Characterization of an invasive phenotype associated with enteroaggregative Escherichia coli

Abstract

Enteroaggregative Escherichia coli (EAggEc) strains are associated with persistent diarrhea in children in the developing world and exhibit a classic aggregative phenotype. We have demonstrated that EAggEc strains isolated from children with persistent diarrhea in Brazil, Bangladesh, and Pakistan also have the potential to be internalized by HeLa cells in the gentamicin protection assay. We have confirmed this phenomenon with transmission electron micrographs of bacteria engulfed by HeLa cells. We examined the mechanisms by which this process occurs.
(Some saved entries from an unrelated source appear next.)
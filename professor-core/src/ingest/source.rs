//! Where raw profiler records come from

use crate::error::Result;
use crate::types::{OpKind, RawRecord, SourceDescriptor};
use chrono::{DateTime, Utc};
use std::sync::{Mutex, PoisonError};

/// Lazy stream of raw records
pub type RecordCursor<'a> = Box<dyn Iterator<Item = Result<RawRecord>> + 'a>;

/// Time window of one sync pass: `[since, until)`.
///
/// `since` is `None` for a source that was never synced, meaning no lower
/// bound.
#[derive(Debug, Clone, Copy, PartialEq, Eq)]
pub struct SyncWindow {
    pub since: Option<DateTime<Utc>>,
    pub until: DateTime<Utc>,
}

impl SyncWindow {
    pub fn new(since: Option<DateTime<Utc>>, until: DateTime<Utc>) -> Self {
        Self { since, until }
    }

    /// Whether `ts` lies inside the window
    pub fn contains(&self, ts: DateTime<Utc>) -> bool {
        self.since.map_or(true, |since| ts >= since) && ts < self.until
    }
}

/// Access to a monitored database's profiler output.
///
/// Implementations connect to the monitored database however they like; the
/// sync pass only needs a cursor.
pub trait ProfileSource {
    /// Every raw record of `source` captured inside `window` whose kind is in
    /// `kinds`, in any order.
    fn profiles<'a>(
        &'a self,
        source: &SourceDescriptor,
        window: &SyncWindow,
        kinds: &[OpKind],
    ) -> Result<RecordCursor<'a>>;
}

/// A [`ProfileSource`] over records held in memory.
///
/// Useful for tests and for replaying exported profiler data. Records can be
/// added while syncs run.
#[derive(Default)]
pub struct InMemoryProfiles {
    records: Mutex<Vec<RawRecord>>,
}

impl InMemoryProfiles {
    pub fn new() -> Self {
        Self::default()
    }

    pub fn push(&self, record: RawRecord) {
        self.records
            .lock()
            .unwrap_or_else(PoisonError::into_inner)
            .push(record);
    }

    pub fn len(&self) -> usize {
        self.records.lock().unwrap_or_else(PoisonError::into_inner).len()
    }

    pub fn is_empty(&self) -> bool {
        self.len() == 0
    }
}

impl FromIterator<RawRecord> for InMemoryProfiles {
    fn from_iter<T: IntoIterator<Item = RawRecord>>(iter: T) -> Self {
        Self {
            records: Mutex::new(iter.into_iter().collect()),
        }
    }
}

impl ProfileSource for InMemoryProfiles {
    fn profiles<'a>(
        &'a self,
        _source: &SourceDescriptor,
        window: &SyncWindow,
        kinds: &[OpKind],
    ) -> Result<RecordCursor<'a>> {
        let matching: Vec<RawRecord> = self
            .records
            .lock()
            .unwrap_or_else(PoisonError::into_inner)
            .iter()
            .filter(|r| window.contains(r.ts) && kinds.contains(&r.op))
            .cloned()
            .collect();
        Ok(Box::new(matching.into_iter().map(Ok)))
    }
}
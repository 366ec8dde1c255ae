//! Logging infrastructure for professor
//!
//! Logs are written to `~/.local/state/professor/` following XDG standards,
//! one file per day, keeping the newest `logging.max_files`.

use crate::config::{Config, LoggingConfig};
use crate::error::{Error, Result};
use std::path::Path;
use tracing_appender::rolling::{RollingFileAppender, Rotation};
use tracing_subscriber::{
    fmt::{self, format::FmtSpan},
    layer::SubscriberExt,
    util::SubscriberInitExt,
    EnvFilter,
};

/// Prefix of the daily log files (`professor.log.YYYY-MM-DD`)
const LOG_FILE_PREFIX: &str = "professor.log";

/// Initialize the logging system
///
/// Sets up tracing with:
/// - File output to XDG state directory
/// - Daily rotation, bounded number of kept files
/// - Configurable log level via config or RUST_LOG env var
pub fn init(config: &LoggingConfig) -> Result<LoggingGuard> {
    init_in(&Config::state_dir(), config)
}

/// Initialize logging into a specific directory
pub fn init_in(log_dir: &Path, config: &LoggingConfig) -> Result<LoggingGuard> {
    std::fs::create_dir_all(log_dir)?;

    let file_appender = RollingFileAppender::builder()
        .rotation(Rotation::DAILY)
        .filename_prefix(LOG_FILE_PREFIX)
        .max_log_files(config.max_files.max(1))
        .build(log_dir)
        .map_err(|e| Error::Config(format!("failed to create log appender: {}", e)))?;

    let (non_blocking, guard) = tracing_appender::non_blocking(file_appender);

    let filter = EnvFilter::try_from_default_env().unwrap_or_else(|_| EnvFilter::new(&config.level));

    let file_layer = fmt::layer()
        .with_writer(non_blocking)
        .with_ansi(false)
        .with_target(true)
        .with_thread_ids(true)
        .with_file(true)
        .with_line_number(true);

    tracing_subscriber::registry()
        .with(filter)
        .with(file_layer)
        .try_init()
        .map_err(|e| Error::Config(format!("logging already initialized: {}", e)))?;

    tracing::info!(
        log_dir = %log_dir.display(),
        level = %config.level,
        max_files = config.max_files,
        "Logging initialized"
    );

    Ok(LoggingGuard { _guard: guard })
}

/// Initialize logging for tests (logs to the test writer)
pub fn init_test() {
    let _ = tracing_subscriber::fmt()
        .with_env_filter(EnvFilter::from_default_env())
        .with_test_writer()
        .with_span_events(FmtSpan::CLOSE)
        .try_init();
}

/// Guard that keeps the logging system alive
///
/// When dropped, flushes any pending log writes.
pub struct LoggingGuard {
    _guard: tracing_appender::non_blocking::WorkerGuard,
}
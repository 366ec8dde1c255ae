//! Error types for professor-core

use crate::types::OpKind;
use thiserror::Error;

/// Main error type for the professor-core library
#[derive(Error, Debug)]
pub enum Error {
    /// A value outside the recognized document type set was found
    #[error("unknown document type <{0}>")]
    UnsupportedType(String),

    /// Document nesting exceeded the recursion limit
    #[error("document nested deeper than {limit} levels")]
    NestingTooDeep { limit: usize },

    /// Database error
    #[error("database error: {0}")]
    Database(#[from] rusqlite::Error),

    /// IO error
    #[error("IO error: {0}")]
    Io(#[from] std::io::Error),

    /// JSON parsing error
    #[error("JSON error: {0}")]
    Json(#[from] serde_json::Error),

    /// Stored document could not be decoded
    #[error("codec error: {0}")]
    Codec(String),

    /// Configuration error
    #[error("configuration error: {0}")]
    Config(String),

    /// Source not found
    #[error("source not found: {0}")]
    SourceNotFound(String),

    /// Source already registered
    #[error("source already registered: {hostname}/{dbname}")]
    SourceExists { hostname: String, dbname: String },

    /// A sync for this source is already running
    #[error("sync already in progress for source {0}")]
    SyncInProgress(String),

    /// No handler registered for the operation kind
    #[error("no handler registered for operation kind: {0}")]
    NoHandler(OpKind),
}

/// Result type alias for professor-core
pub type Result<T> = std::result::Result<T, Error>;
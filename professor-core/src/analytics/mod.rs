//! Aggregation of stored records into per-shape summaries
//!
//! The pipeline is lazy end to end:
//!
//! ```text
//! SortedReader ──▶ group_records ──▶ OperationHandler::summarize ──▶ Summary
//! ```
//!
//! Records are pulled from storage only as summaries are consumed, so a
//! caller can render the first summaries before the scan completes, or stop
//! early without reading the rest.

mod group;
mod summary;

pub use group::{group_records, Group, Groups};
pub use summary::{bucket_bounds, log_histogram, summarize_timings};

use crate::db::SortedReader;
use crate::error::{Error, Result};
use crate::ops::OpRegistry;
use crate::types::{OpKind, Summary};

/// Summarize every query shape of one source and operation kind.
///
/// Reads records sorted by `(collection, op, skeleton)`, groups runs with the
/// kind's `same_group` and reduces each run with its `summarize`. A group
/// never spans two collections, whatever `same_group` says. Restrict to one
/// collection by passing `Some(name)`.
///
/// Fails with [`Error::NoHandler`] if no handler is registered for `op`.
pub fn aggregate<'a>(
    reader: &'a dyn SortedReader,
    registry: &'a OpRegistry,
    source_id: &str,
    op: OpKind,
    collection: Option<&str>,
) -> Result<impl Iterator<Item = Result<Summary>> + 'a> {
    let handler = registry.handler_for(op).ok_or(Error::NoHandler(op))?;
    let records = reader.sorted_records(source_id, op, collection)?;

    tracing::debug!(source_id, op = %op, collection, "Aggregating records");

    Ok(group_records(records, move |previous, current| {
        previous.collection == current.collection && handler.same_group(previous, current)
    })
    .map(move |group| group.map(|group| handler.summarize(group))))
}

/// Order summaries slowest first by average latency.
///
/// The sort is stable: summaries with equal averages keep their order.
pub fn rank_by_avg(mut summaries: Vec<Summary>) -> Vec<Summary> {
    summaries.sort_by(|a, b| b.times.avg.total_cmp(&a.times.avg));
    summaries
}

#[cfg(test)]
mod tests {
    use super::*;
    use crate::db::RecordStream;
    use crate::document::Document;
    use crate::ops::create_default_registry;
    use crate::types::StoredRecord;
    use chrono::Utc;
    use std::cell::Cell;

    fn record(collection: &str, skeleton: Option<&str>, millis: i64) -> StoredRecord {
        StoredRecord {
            id: None,
            source_id: "src".to_string(),
            ns: format!("www.{}", collection),
            collection: collection.to_string(),
            op: OpKind::Query,
            skeleton: skeleton.map(str::to_string),
            sort_skeleton: Some("{}".to_string()),
            millis,
            ts: Utc::now(),
            client: None,
            user: None,
            query: Document::new(),
            sort: None,
            extra: Document::new(),
        }
    }

    /// Serves pre-sorted records and counts how many were pulled.
    struct VecReader {
        records: Vec<StoredRecord>,
        pulled: Cell<usize>,
    }

    impl VecReader {
        fn new(records: Vec<StoredRecord>) -> Self {
            Self {
                records,
                pulled: Cell::new(0),
            }
        }
    }

    impl SortedReader for VecReader {
        fn sorted_records<'a>(
            &'a self,
            _source_id: &str,
            _op: OpKind,
            collection: Option<&str>,
        ) -> Result<RecordStream<'a>> {
            let collection = collection.map(str::to_string);
            Ok(Box::new(
                self.records
                    .iter()
                    .filter(move |r| collection.as_deref().map_or(true, |c| r.collection == c))
                    .map(move |r| {
                        self.pulled.set(self.pulled.get() + 1);
                        Ok(r.clone())
                    }),
            ))
        }
    }

    #[test]
    fn test_group_and_summarize_end_to_end() {
        let reader = VecReader::new(vec![
            record("c", Some("S1"), 10),
            record("c", Some("S1"), 20),
            record("c", Some("S1"), 30),
            record("c", Some("S2"), 5),
            record("c", Some("S2"), 15),
        ]);
        let registry = create_default_registry();

        let summaries: Vec<Summary> = aggregate(&reader, &registry, "src", OpKind::Query, None)
            .unwrap()
            .collect::<Result<_>>()
            .unwrap();

        assert_eq!(summaries.len(), 2);

        let first = &summaries[0];
        assert_eq!(first.count, 3);
        assert_eq!(first.times.total, 60);
        assert_eq!(first.times.min, 10);
        assert_eq!(first.times.max, 30);
        assert_eq!(first.times.avg, 20.0);
        assert_eq!(first.times.median, 20);

        let second = &summaries[1];
        assert_eq!(second.count, 2);
        assert_eq!(second.times.total, 20);
        assert_eq!(second.times.min, 5);
        assert_eq!(second.times.max, 15);
        assert_eq!(second.times.avg, 10.0);
        assert_eq!(second.times.median, 15);
    }

    #[test]
    fn test_aggregate_is_lazy() {
        let mut records: Vec<StoredRecord> =
            (0..100).map(|i| record("c", Some(&format!("S{:03}", i)), i)).collect();
        records.sort_by(|a, b| a.skeleton.cmp(&b.skeleton));
        let reader = VecReader::new(records);
        let registry = create_default_registry();

        let first_two: Vec<Summary> = aggregate(&reader, &registry, "src", OpKind::Query, None)
            .unwrap()
            .take(2)
            .collect::<Result<_>>()
            .unwrap();

        assert_eq!(first_two.len(), 2);
        assert!(reader.pulled.get() <= 3);
    }

    #[test]
    fn test_unextracted_records_are_singletons() {
        let reader = VecReader::new(vec![record("c", None, 1), record("c", None, 2)]);
        let registry = create_default_registry();
        let summaries: Vec<Summary> = aggregate(&reader, &registry, "src", OpKind::Query, None)
            .unwrap()
            .collect::<Result<_>>()
            .unwrap();
        assert_eq!(summaries.len(), 2);
        assert!(summaries.iter().all(|s| s.count == 1));
    }

    #[test]
    fn test_collection_filter() {
        let reader = VecReader::new(vec![
            record("a", Some("S1"), 1),
            record("b", Some("S1"), 2),
            record("b", Some("S1"), 3),
        ]);
        let registry = create_default_registry();
        let summaries: Vec<Summary> = aggregate(&reader, &registry, "src", OpKind::Query, Some("b"))
            .unwrap()
            .collect::<Result<_>>()
            .unwrap();
        assert_eq!(summaries.len(), 1);
        assert_eq!(summaries[0].count, 2);
        assert_eq!(summaries[0].record.collection, "b");
    }

    #[test]
    fn test_same_shape_in_two_collections() {
        let reader = VecReader::new(vec![
            record("a", Some("{x}"), 1),
            record("b", Some("{x}"), 2),
        ]);
        let registry = create_default_registry();
        let summaries: Vec<Summary> = aggregate(&reader, &registry, "src", OpKind::Query, None)
            .unwrap()
            .collect::<Result<_>>()
            .unwrap();

        assert_eq!(summaries.len(), 2);
        assert_eq!(summaries[0].record.collection, "a");
        assert_eq!(summaries[0].count, 1);
        assert_eq!(summaries[1].record.collection, "b");
        assert_eq!(summaries[1].count, 1);
    }

    #[test]
    fn test_aggregate_without_handler() {
        let reader = VecReader::new(Vec::new());
        let registry = create_default_registry();
        let result = aggregate(&reader, &registry, "src", OpKind::Insert, None);
        assert!(matches!(result, Err(Error::NoHandler(OpKind::Insert))));
    }

    #[test]
    fn test_rank_by_avg() {
        let reader = VecReader::new(vec![
            record("c", Some("fast"), 1),
            record("c", Some("slow"), 90),
            record("c", Some("slow"), 110),
            record("c", Some("mid"), 50),
        ]);
        let registry = create_default_registry();
        let summaries: Vec<Summary> = aggregate(&reader, &registry, "src", OpKind::Query, None)
            .unwrap()
            .collect::<Result<_>>()
            .unwrap();

        let ranked = rank_by_avg(summaries);
        let order: Vec<&str> = ranked
            .iter()
            .map(|s| s.record.skeleton.as_deref().unwrap_or_default())
            .collect();
        assert_eq!(order, vec!["slow", "mid", "fast"]);
    }
}
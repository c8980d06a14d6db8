use reqwest::header::{HeaderMap, HeaderValue, ACCEPT, CONTENT_TYPE};
use serde_json::Value;

use crate::error::AiError;
use crate::models::{Message, ProviderConfig, ProviderType};
use crate::registry::is_keyless;

mod anthropic;
mod dify;
mod google;
mod openai;

pub use anthropic::AnthropicAdapter;
pub use dify::DifyAdapter;
pub use google::GoogleAiAdapter;
pub use openai::OpenAiAdapter;

pub const DEFAULT_TEMPERATURE: f64 = 0.7;
pub const DEFAULT_MAX_TOKENS: u32 = 4000;

/** \brief 单次请求的生成参数，已按 Provider 默认值合并。 */
#[derive(Debug, Clone, Copy, PartialEq)]
pub struct RequestOptions {
    pub temperature: f64,
    pub max_tokens: u32,
    pub stream: bool,
}

impl Default for RequestOptions {
    fn default() -> Self {
        Self {
            temperature: DEFAULT_TEMPERATURE,
            max_tokens: DEFAULT_MAX_TOKENS,
            stream: false,
        }
    }
}

/**
 * \brief 各类 Provider 共同实现的适配接口。
 */
pub trait ProviderAdapter: Send + Sync {
    fn config(&self) -> &ProviderConfig;

    fn request_url(&self, model_id: &str) -> String;

    /** \brief 流式响应使用的地址。 */
    fn stream_request_url(&self, model_id: &str) -> String {
        self.request_url(model_id)
    }

    fn request_headers(&self, streaming: bool) -> Result<HeaderMap, AiError>;

    fn request_body(&self, messages: &[Message], model_id: &str, options: &RequestOptions) -> Value;

    /** \brief 非流式响应的文本；结构无法识别时返回 None。 */
    fn parse_response(&self, response: &Value) -> Option<String>;

    /** \brief 单个流事件携带的增量文本。 */
    fn parse_stream_chunk(&self, event: &Value) -> Option<String>;

    fn supports_files(&self, _model_id: &str) -> bool {
        false
    }

    fn validate_config(&self) -> Result<(), AiError> {
        let config = self.config();
        if config.api_key().is_none() && !is_keyless(&config.provider_id) {
            return Err(AiError::Config(format!(
                "API key is required for {}",
                config.provider_id
            )));
        }
        Ok(())
    }
}

/**
 * \brief 按 provider_type 选择适配器，未知类型按 OpenAI 兼容格式处理。
 */
pub fn create_adapter(config: ProviderConfig) -> Box<dyn ProviderAdapter> {
    match ProviderType::parse(config.provider_type.as_str()) {
        ProviderType::Anthropic => Box::new(AnthropicAdapter::new(config)),
        ProviderType::GoogleAi => Box::new(GoogleAiAdapter::new(config)),
        ProviderType::Dify => Box::new(DifyAdapter::new(config)),
        ProviderType::OpenaiCompatible | ProviderType::Other(_) => {
            Box::new(OpenAiAdapter::new(config))
        }
    }
}

fn base_headers(streaming: bool) -> HeaderMap {
    let mut headers = HeaderMap::new();
    headers.insert(CONTENT_TYPE, HeaderValue::from_static("application/json"));
    if streaming {
        headers.insert(ACCEPT, HeaderValue::from_static("text/event-stream"));
    }
    headers
}

fn header_value(raw: &str) -> Result<HeaderValue, AiError> {
    HeaderValue::from_str(raw).map_err(|e| AiError::Config(format!("invalid header value: {e}")))
}

fn non_empty(text: &str) -> Option<&str> {
    if text.trim().is_empty() {
        None
    } else {
        Some(text)
    }
}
Staurosporine inhibited internalization of EAggEc strain 162 by 50% at a concentration of 0.1 microM. Genistein inhibited internalization of this same organism by 50% at a concentration of 50 microM. Cytochalasin D inhibited internalization by 50% at a concentration of 1 microgram/ml. Staurosporine, genistein, and cytochalasin D inhibited the internalization of EAggEc strain 162 by HeLa cells in a dose-dependent manner. These data suggest that active cell processes such as signal transduction by protein kinase and/or tyrosine kinase may be involved in the internalization of EAggEc strain 162 by HeLa cells and that actin filaments and cytoskeletal structure may be important for this process.